We are beginning to perceive, too, that the soul of God and the soul of man are essentially one. As man realizes his relation to the oversoul he will come to understand that he is the creator of the world and the things of the world in which he lives; that the Divine Ideal is written into his life and through his own effort must take form on earth. He is the Word of God, the Logos, seeking to become manifest in the flesh. In him is the light which is to enlighten the world. And all external things must come into conformity to his will. The new heaven he has discovered in his own life is but the plan of the new heaven on the earth. You can never make a new earth without an ideal to pattern it after. It is necessary to perceive the divine pattern in order to create the perfect and complete human expression. First we must have the vision - "where there is no vision the people perish" - then we must bring down this vision to the level of every day - interpret it according to the needs of each succeeding moment - weave it into the life in loving service to our fellow men. He to whom the vision has once come can never wholly forget. The beauty and the glory of it will by degrees transfigure his life. "Old things shall pass away and all things shall become new."

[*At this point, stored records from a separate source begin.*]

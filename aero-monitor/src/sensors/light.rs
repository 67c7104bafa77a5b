//! Light level from the charge time of an RC circuit
//!
//! The capacitor is discharged by driving the line low, then the line is
//! switched to input and polled until the capacitor charges past the logic
//! threshold. A photoresistor in the charge path makes darker light slower.
//! Values only compare against each other; they carry no physical unit.

use super::SensorPort;
use crate::clock::Clock;
use crate::error::ReadFailure;
use crate::model::Reading;
use std::time::Duration;
use thiserror::Error;
use tracing::{debug, warn};

#[derive(Debug, Error)]
#[error("digital line error: {0}")]
pub struct LineError(pub String);

/// A single digital I/O line that can be driven low or sampled.
pub trait DigitalLine: Send {
    fn drive_low(&mut self) -> Result<(), LineError>;
    fn release_to_input(&mut self) -> Result<(), LineError>;
    fn is_high(&mut self) -> Result<bool, LineError>;
}

/// Timing parameters for one RC measurement
#[derive(Debug, Clone, Copy)]
pub struct RcTiming {
    /// How long the line is held low to empty the capacitor.
    pub discharge: Duration,
    /// Upper bound on the charge wait before the read is abandoned.
    pub timeout: Duration,
    /// Multiplier from charge seconds to intensity units.
    pub scale: f64,
}

impl Default for RcTiming {
    fn default() -> Self {
        Self {
            discharge: Duration::from_millis(100),
            timeout: Duration::from_secs(2),
            scale: 1000.0,
        }
    }
}

/// Maps a charge time to intensity. Strictly increasing in `elapsed`.
pub fn intensity_from_charge(elapsed: Duration, scale: f64) -> f64 {
    elapsed.as_secs_f64() * scale
}

pub struct RcTimingLight<L, C> {
    line: L,
    clock: C,
    timing: RcTiming,
}

impl<L: DigitalLine, C: Clock> RcTimingLight<L, C> {
    pub fn new(line: L, clock: C, timing: RcTiming) -> Self {
        Self { line, clock, timing }
    }

    fn measure(&mut self) -> Result<Reading, ReadFailure> {
        self.line.drive_low().map_err(|e| ReadFailure::fatal(e.to_string()))?;
        if !self.timing.discharge.is_zero() {
            std::thread::sleep(self.timing.discharge);
        }
        self.line.release_to_input().map_err(|e| ReadFailure::fatal(e.to_string()))?;

        let start = self.clock.now();
        loop {
            let high = self.line.is_high().map_err(|e| ReadFailure::fatal(e.to_string()))?;
            let elapsed = self.clock.now().elapsed_since(&start);
            if high {
                debug!(charge_us = elapsed.as_micros() as u64, "RC line went high");
                return Ok(Reading::Light {
                    intensity: intensity_from_charge(elapsed, self.timing.scale),
                });
            }
            if elapsed >= self.timing.timeout {
                return Err(ReadFailure::recoverable(format!(
                    "line stayed low for {:?}",
                    self.timing.timeout
                )));
            }
            std::hint::spin_loop();
        }
    }
}

impl<L: DigitalLine, C: Clock> SensorPort for RcTimingLight<L, C> {
    fn read(&mut self) -> Result<Reading, ReadFailure> {
        self.measure()
    }

    fn release(&mut self) {
        if let Err(e) = self.line.release_to_input() {
            warn!(error = %e, "failed to return light line to input");
        }
    }
}

#[cfg(test)]
mod tests {
    use super::*;
    use crate::model::Timestamp;
    use chrono::Utc;
    use std::sync::{Arc, Mutex};

    #[derive(Clone)]
    struct StepClock(Arc<Mutex<Duration>>);

    impl Clock for StepClock {
        fn now(&self) -> Timestamp {
            Timestamp { since_start: *self.0.lock().unwrap(), wall: Utc::now() }
        }
    }

    /// Goes high once the shared clock passes `charge`; every poll costs `step`.
    struct ChargingLine {
        clock: StepClock,
        charge: Option<Duration>,
        step: Duration,
        inputs: usize,
    }

    impl DigitalLine for ChargingLine {
        fn drive_low(&mut self) -> Result<(), LineError> {
            Ok(())
        }

        fn release_to_input(&mut self) -> Result<(), LineError> {
            self.inputs += 1;
            Ok(())
        }

        fn is_high(&mut self) -> Result<bool, LineError> {
            let mut now = self.clock.0.lock().unwrap();
            *now += self.step;
            Ok(self.charge.map_or(false, |c| *now >= c))
        }
    }

    #[derive(Clone, Copy, PartialEq)]
    enum Stage {
        DriveLow,
        Release,
        Sample,
    }

    /// Line whose pin errors at one stage of the measurement.
    struct BrokenLine(Stage);

    impl BrokenLine {
        fn fail_at(&self, stage: Stage) -> Result<(), LineError> {
            if self.0 == stage {
                return Err(LineError("pin unexported".into()));
            }
            Ok(())
        }
    }

    impl DigitalLine for BrokenLine {
        fn drive_low(&mut self) -> Result<(), LineError> {
            self.fail_at(Stage::DriveLow)
        }

        fn release_to_input(&mut self) -> Result<(), LineError> {
            self.fail_at(Stage::Release)
        }

        fn is_high(&mut self) -> Result<bool, LineError> {
            self.fail_at(Stage::Sample).map(|()| false)
        }
    }

    fn light(charge: Option<Duration>) -> RcTimingLight<ChargingLine, StepClock> {
        let clock = StepClock(Arc::new(Mutex::new(Duration::ZERO)));
        let line = ChargingLine {
            clock: clock.clone(),
            charge,
            step: Duration::from_millis(1),
            inputs: 0,
        };
        let timing = RcTiming { discharge: Duration::ZERO, ..RcTiming::default() };
        RcTimingLight::new(line, clock, timing)
    }

    fn intensity(reading: Reading) -> f64 {
        match reading {
            Reading::Light { intensity } => intensity,
            other => panic!("unexpected reading {other:?}"),
        }
    }

    #[test]
    fn test_darker_reads_higher() {
        let bright = intensity(light(Some(Duration::from_millis(20))).read().unwrap());
        let dark = intensity(light(Some(Duration::from_millis(200))).read().unwrap());
        assert!(dark > bright);
        assert_eq!(bright, intensity(light(Some(Duration::from_millis(20))).read().unwrap()));
    }

    #[test]
    fn test_timeout_is_recoverable() {
        let failure = light(None).read().unwrap_err();
        assert!(!failure.is_fatal());
    }

    #[test]
    fn test_line_errors_are_fatal() {
        for stage in [Stage::DriveLow, Stage::Release, Stage::Sample] {
            let clock = StepClock(Arc::new(Mutex::new(Duration::ZERO)));
            let timing = RcTiming { discharge: Duration::ZERO, ..RcTiming::default() };
            let mut port = RcTimingLight::new(BrokenLine(stage), clock, timing);

            let failure = port.read().unwrap_err();
            assert!(failure.is_fatal());
            assert!(failure.message.contains("pin unexported"));
        }
    }

    #[test]
    fn test_release_returns_line_to_input() {
        let mut port = light(Some(Duration::from_millis(5)));
        port.release();
        assert_eq!(port.line.inputs, 1);
    }

    #[test]
    fn test_intensity_scale() {
        assert_eq!(intensity_from_charge(Duration::from_millis(250), 1000.0), 250.0);
    }
}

We are in a state of transition wherein there is a seeming conflict between the night of the past and the coming of to-morrow's dawn. To the superficial observer the very foundations of life seem to be shaken. But nothing can pass away but the scaffolding, as it were, of to-day's greater building - the old conditions were only stepping-stones to the new and better ones.

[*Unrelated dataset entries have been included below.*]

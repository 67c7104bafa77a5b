//! InfluxDB line protocol encoding

use std::fmt::Write as _;

#[derive(Debug, Clone, Copy, PartialEq)]
pub enum FieldValue {
    Float(f64),
    Integer(i64),
}

/// One point: `measurement,tag=v field=v timestamp`
#[derive(Debug, Clone, PartialEq)]
pub struct Point {
    measurement: String,
    tags: Vec<(String, String)>,
    fields: Vec<(String, FieldValue)>,
    timestamp_ns: Option<i64>,
}

impl Point {
    pub fn new(measurement: impl Into<String>) -> Self {
        Self {
            measurement: measurement.into(),
            tags: Vec::new(),
            fields: Vec::new(),
            timestamp_ns: None,
        }
    }

    pub fn tag(mut self, key: impl Into<String>, value: impl Into<String>) -> Self {
        self.tags.push((key.into(), value.into()));
        self
    }

    pub fn field(mut self, key: impl Into<String>, value: f64) -> Self {
        self.fields.push((key.into(), FieldValue::Float(value)));
        self
    }

    pub fn int_field(mut self, key: impl Into<String>, value: i64) -> Self {
        self.fields.push((key.into(), FieldValue::Integer(value)));
        self
    }

    pub fn timestamp_ns(mut self, nanos: i64) -> Self {
        self.timestamp_ns = Some(nanos);
        self
    }

    pub fn to_line(&self) -> String {
        let mut line = escape(&self.measurement, &[',', ' ']);
        for (key, value) in &self.tags {
            let _ = write!(line, ",{}={}", escape(key, TAG_SPECIALS), escape(value, TAG_SPECIALS));
        }
        for (i, (key, value)) in self.fields.iter().enumerate() {
            line.push(if i == 0 { ' ' } else { ',' });
            line.push_str(&escape(key, TAG_SPECIALS));
            line.push('=');
            match value {
                FieldValue::Float(v) => {
                    let _ = write!(line, "{v}");
                }
                FieldValue::Integer(v) => {
                    let _ = write!(line, "{v}i");
                }
            }
        }
        if let Some(ts) = self.timestamp_ns {
            let _ = write!(line, " {ts}");
        }
        line
    }
}

const TAG_SPECIALS: &[char] = &[',', '=', ' '];

fn escape(raw: &str, specials: &[char]) -> String {
    let mut out = String::with_capacity(raw.len());
    for c in raw.chars() {
        if specials.contains(&c) {
            out.push('\\');
        }
        out.push(c);
    }
    out
}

Change is the great law of mental and physical growth. Everything in man's outer life is subject to it; everything in the great outer world responds to this law of change. Nothing is permanent - the mountains grow old and pass away, the valleys are filled up. Change is as inevitable in the mind of man, as it is in the outer world. Mental development only takes place, and is evidenced, through change. Man's ideals must make way for the incoming of greater ideals. What people are pleased to term consistency is often but a superficial barrier erected to obstruct the light of truth. The mind, to be courageous should be unencumbered by authority or traditions of the past, and should not place any limitations upon its own growth. The thing which may prove of incalculable assistance today may, on the morrow, if still held to, prove a mill-stone. Life is a constant process of adjustment to environment, and the helpful thing of one day may become the fatal thing of the next. In order to live one must grow and every stage of growth has its change, and each change is fitting to its place. Let the one who longs for permanency know that the thing desired is unattainable, that a height attained is followed by the vision of still greater heights, that life is forever upward and onward.